Anonymous payment method :
- Whether the service offers at least one payment method that does not require personal information. Even if a service accepts a cryptocurrency like bitcoin, it might still require that the customer hands over personally identifiable information (PII) like their full name and address.

Bandwidth :
- Whether the users' bandwidth is logged while using the service, according to the service's privacy policy.

Diskless :
- Whether the service's server hardware is connected to hard drives, according to the service provider. If the servers are diskless, the service provider should be unable to log any usage data.

First-party DNS servers :
- Whether the service provides its own domain name system (DNS) servers.

Kill switch :
- Whether the service has the ability to immediately sever your connection to the Internet in the event that the VPN connection fails. This prevents a user IP address leak.

Logging :
- Whether the service stores information about their users' connection or activity on the network, according to the service's privacy policy or terms of service. If logging isn't mentioned in those sections but denied somewhere else on the website, the particular table cell will be marked as "No" in yellow and include an explanatory note.

Privacy Impact Score :
- An indicator of a website's usage of potentially privacy intrusive technologies such as third-party or permanent cookies, canvas trackers etc. The score can be in the range from 0 to 100, where 0 is minimal privacy impact (best) and 100 is the biggest privacy impact (worst) relative to other web sites.
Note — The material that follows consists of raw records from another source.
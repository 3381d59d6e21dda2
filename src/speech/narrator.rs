//! Narration for the game screens.
//!
//! A [`Narrator`] asks a remote [`SpeechSource`] for audio and plays it on an
//! [`AudioSink`]. When either step fails it falls back to an on-device
//! [`LocalVoice`]. Only one narration is current at a time: starting a new
//! one stops the old one, and audio that arrives for a superseded request is
//! dropped.

use std::future::Future;
use std::path::PathBuf;
use std::process::Stdio;
use std::sync::atomic::{AtomicBool, AtomicU64, Ordering};
use std::time::Duration;

use axum::body::Bytes;
use reqwest::{Client, Url};
use serde::Serialize;
use tokio::process::Command;
use tokio::sync::Notify;

use crate::config::{SpeechConfig, VoiceConfig};
use crate::speech::error::SpeechError;

/// Remote audio for a piece of text.
pub trait SpeechSource: Send + Sync {
    fn fetch(&self, text: &str) -> impl Future<Output = Result<Bytes, SpeechError>> + Send;
}

/// On-device speech synthesis.
pub trait LocalVoice: Send + Sync {
    fn speak(
        &self,
        text: &str,
        prosody: Prosody,
    ) -> impl Future<Output = Result<(), SpeechError>> + Send;

    fn stop(&self);
}

/// Plays encoded audio.
pub trait AudioSink: Send + Sync {
    fn play(&self, audio: Bytes) -> impl Future<Output = Result<(), SpeechError>> + Send;

    fn stop(&self);
}

/// Rate, pitch and volume for the fallback voice.
#[derive(Debug, Clone, Copy, PartialEq)]
pub struct Prosody {
    pub rate: f32,
    pub pitch: f32,
    pub volume: f32,
}

impl Default for Prosody {
    fn default() -> Self {
        Self {
            rate: 0.8,
            pitch: 1.1,
            volume: 1.0,
        }
    }
}

impl From<&VoiceConfig> for Prosody {
    fn from(config: &VoiceConfig) -> Self {
        Self {
            rate: config.rate,
            pitch: config.pitch,
            volume: config.volume,
        }
    }
}

/// How a `speak` call ended.
#[derive(Debug, Clone, Copy, PartialEq, Eq)]
pub enum SpeakOutcome {
    Remote,
    Local,
    /// Both voices failed. Nothing was heard.
    Silent,
    /// A newer `speak` or a `stop` took over.
    Superseded,
}

pub struct Narrator<S, V, A> {
    source: S,
    voice: V,
    sink: A,
    prosody: Prosody,
    generation: AtomicU64,
    speaking: AtomicBool,
}

impl<S, V, A> Narrator<S, V, A>
where
    S: SpeechSource,
    V: LocalVoice,
    A: AudioSink,
{
    pub fn new(source: S, voice: V, sink: A) -> Self {
        Self {
            source,
            voice,
            sink,
            prosody: Prosody::default(),
            generation: AtomicU64::new(0),
            speaking: AtomicBool::new(false),
        }
    }

    pub fn with_prosody(mut self, prosody: Prosody) -> Self {
        self.prosody = prosody;
        self
    }

    pub fn is_speaking(&self) -> bool {
        self.speaking.load(Ordering::SeqCst)
    }

    /// Say `text`, cutting off anything currently playing.
    pub async fn speak(&self, text: &str) -> SpeakOutcome {
        let generation = self.interrupt();
        self.speaking.store(true, Ordering::SeqCst);

        let remote = self.source.fetch(text).await;
        if !self.is_current(generation) {
            tracing::debug!("Dropping stale audio");
            return SpeakOutcome::Superseded;
        }

        let outcome = match remote {
            Ok(audio) => match self.sink.play(audio).await {
                Ok(()) => SpeakOutcome::Remote,
                Err(e) => {
                    tracing::debug!(error = %e, "Playback failed, using local voice");
                    self.speak_locally(text, generation).await
                }
            },
            Err(e) => {
                tracing::debug!(error = %e, "Remote speech unavailable, using local voice");
                self.speak_locally(text, generation).await
            }
        };

        if self.is_current(generation) {
            self.speaking.store(false, Ordering::SeqCst);
        }
        outcome
    }

    /// `"{sound}... {phrase}"`, or just the sound.
    pub async fn speak_digraph(&self, sound: &str, example_phrase: Option<&str>) -> SpeakOutcome {
        self.speak(&digraph_line(sound, example_phrase)).await
    }

    pub fn stop(&self) {
        self.interrupt();
        self.speaking.store(false, Ordering::SeqCst);
    }

    async fn speak_locally(&self, text: &str, generation: u64) -> SpeakOutcome {
        if !self.is_current(generation) {
            return SpeakOutcome::Superseded;
        }
        match self.voice.speak(text, self.prosody).await {
            Ok(()) => SpeakOutcome::Local,
            Err(e) => {
                tracing::warn!(error = %e, "Speech failed");
                SpeakOutcome::Silent
            }
        }
    }

    /// Stop playback and start a new generation.
    fn interrupt(&self) -> u64 {
        let generation = self.generation.fetch_add(1, Ordering::SeqCst) + 1;
        self.sink.stop();
        self.voice.stop();
        generation
    }

    fn is_current(&self, generation: u64) -> bool {
        self.generation.load(Ordering::SeqCst) == generation
    }
}

pub fn digraph_line(sound: &str, example_phrase: Option<&str>) -> String {
    match example_phrase.map(str::trim).filter(|p| !p.is_empty()) {
        Some(phrase) => format!("{sound}... {phrase}"),
        None => sound.to_string(),
    }
}

/// Fetches audio from the speech proxy's `/api/tts`.
pub struct ProxyVoice {
    client: Client,
    url: Url,
    voice_id: Option<String>,
    timeout: Duration,
}

#[derive(Serialize)]
struct ProxyRequest<'a> {
    text: &'a str,
    #[serde(rename = "voiceId", skip_serializing_if = "Option::is_none")]
    voice_id: Option<&'a str>,
}

impl ProxyVoice {
    pub fn from_config(config: &SpeechConfig) -> Result<Self, SpeechError> {
        Self::new(
            &config.proxy_url,
            None,
            Duration::from_secs(u64::from(config.timeout_seconds)),
        )
    }

    pub fn new(
        proxy_url: &str,
        voice_id: Option<String>,
        timeout: Duration,
    ) -> Result<Self, SpeechError> {
        let invalid = |reason: String| SpeechError::InvalidUrl {
            url: proxy_url.to_string(),
            reason,
        };
        let mut url = Url::parse(proxy_url).map_err(|e| invalid(e.to_string()))?;
        url.path_segments_mut()
            .map_err(|_| invalid("not a base URL".to_string()))?
            .pop_if_empty()
            .extend(["api", "tts"]);

        let client = Client::builder()
            .timeout(timeout)
            .build()
            .map_err(|e| SpeechError::Internal(format!("Failed to build proxy client: {e}")))?;

        Ok(Self {
            client,
            url,
            voice_id,
            timeout,
        })
    }
}

impl SpeechSource for ProxyVoice {
    async fn fetch(&self, text: &str) -> Result<Bytes, SpeechError> {
        let response = self
            .client
            .post(self.url.clone())
            .json(&ProxyRequest {
                text,
                voice_id: self.voice_id.as_deref(),
            })
            .send()
            .await
            .map_err(|e| {
                if e.is_timeout() {
                    SpeechError::Timeout {
                        duration: self.timeout.as_secs(),
                    }
                } else {
                    SpeechError::Connection { source: e }
                }
            })?;

        let status = response.status();
        if !status.is_success() {
            return Err(SpeechError::Upstream {
                status: status.as_u16(),
            });
        }
        response
            .bytes()
            .await
            .map_err(|e| SpeechError::Internal(format!("Failed to read audio: {e}")))
    }
}

/// Speaks through an espeak-compatible program (`-s` words per minute,
/// `-p` pitch 0-99, `-a` amplitude 0-200).
pub struct CommandVoice {
    program: String,
    cancel: Notify,
}

/// Words per minute at rate 1.0.
const BASE_WORDS_PER_MINUTE: f32 = 175.0;

impl CommandVoice {
    pub fn new(program: impl Into<String>) -> Self {
        Self {
            program: program.into(),
            cancel: Notify::new(),
        }
    }

    fn args(text: &str, prosody: Prosody) -> Vec<String> {
        let speed = (BASE_WORDS_PER_MINUTE * prosody.rate).round().clamp(80.0, 450.0);
        let pitch = (prosody.pitch * 50.0).round().clamp(0.0, 99.0);
        let amplitude = (prosody.volume * 100.0).round().clamp(0.0, 200.0);
        vec![
            "-s".to_string(),
            format!("{speed}"),
            "-p".to_string(),
            format!("{pitch}"),
            "-a".to_string(),
            format!("{amplitude}"),
            text.to_string(),
        ]
    }
}

impl LocalVoice for CommandVoice {
    async fn speak(&self, text: &str, prosody: Prosody) -> Result<(), SpeechError> {
        let mut child = Command::new(&self.program)
            .args(Self::args(text, prosody))
            .stdin(Stdio::null())
            .stdout(Stdio::null())
            .stderr(Stdio::null())
            .kill_on_drop(true)
            .spawn()
            .map_err(|e| SpeechError::Playback(format!("{}: {e}", self.program)))?;

        tokio::select! {
            status = child.wait() => {
                let status = status.map_err(|e| SpeechError::Playback(e.to_string()))?;
                if status.success() {
                    Ok(())
                } else {
                    Err(SpeechError::Playback(format!("{} exited with {status}", self.program)))
                }
            }
            _ = self.cancel.notified() => {
                let _ = child.kill().await;
                Ok(())
            }
        }
    }

    fn stop(&self) {
        self.cancel.notify_waiters();
    }
}

/// A voice that is never available.
#[derive(Debug, Default, Clone, Copy)]
pub struct SilentVoice;

impl LocalVoice for SilentVoice {
    async fn speak(&self, _text: &str, _prosody: Prosody) -> Result<(), SpeechError> {
        Err(SpeechError::Playback("no local voice configured".to_string()))
    }

    fn stop(&self) {}
}

/// Writes each clip to a file for an external player.
#[derive(Debug, Clone)]
pub struct FileSink {
    path: PathBuf,
}

impl FileSink {
    pub fn new(path: impl Into<PathBuf>) -> Self {
        Self { path: path.into() }
    }

    pub fn path(&self) -> &std::path::Path {
        &self.path
    }
}

impl AudioSink for FileSink {
    async fn play(&self, audio: Bytes) -> Result<(), SpeechError> {
        tokio::fs::write(&self.path, &audio)
            .await
            .map_err(|source| SpeechError::Io {
                path: self.path.clone(),
                source,
            })
    }

    fn stop(&self) {}
}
The score also has a simplified letter and colour presentation from A to F where A is "No cookies" and F is "Score above three standard deviations from the average". The metric is developed by WebCookies.org.

Obfuscation :
- Whether the service provides a method of obfuscating the VPN traffic so that it's not as easily detected and blocked by national governments or corporations.

Offers WireGuard :
- Whether the service provider offers the WireGuard tunneling protocol.

SSL rating :
- The service's website's overall SSL server rating according to Qualys SSL Labs' SSL Server Test tool.

Supports Obfsproxy :
- Whether the service has an implementation of the Tor subproject Obfsproxy.